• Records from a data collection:
= = = =
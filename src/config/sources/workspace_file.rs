//! Workspace config file source: <workspace>/orgtree.toml

use config::builder::DefaultState;
use config::{ConfigBuilder, ConfigError, File};
use std::path::Path;

pub const WORKSPACE_CONFIG_FILE: &str = "orgtree.toml";

pub fn add_to_builder(
    builder: ConfigBuilder<DefaultState>,
    workspace_root: &Path,
) -> Result<ConfigBuilder<DefaultState>, ConfigError> {
    let path = workspace_root.join(WORKSPACE_CONFIG_FILE);
    Ok(builder.add_source(File::from(path).required(false)))
}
= = = =
• Task prompt: Every line above should be written out again exactly as it stands.

• Exercise answer:
filename src/config/sources/workspace_file.rs
//! Workspace config file source: <workspace>/orgtree.toml

use config::builder::DefaultState;
use config::{ConfigBuilder, ConfigError, File};
use std::path::Path;

pub const WORKSPACE_CONFIG_FILE: &str = "orgtree.toml";

pub fn add_to_builder(
    builder: ConfigBuilder<DefaultState>,
    workspace_root: &Path,
) -> Result<ConfigBuilder<DefaultState>, ConfigError> {
    let path = workspace_root.join(WORKSPACE_CONFIG_FILE);
    Ok(builder.add_source(File::from(path).required(false)))
}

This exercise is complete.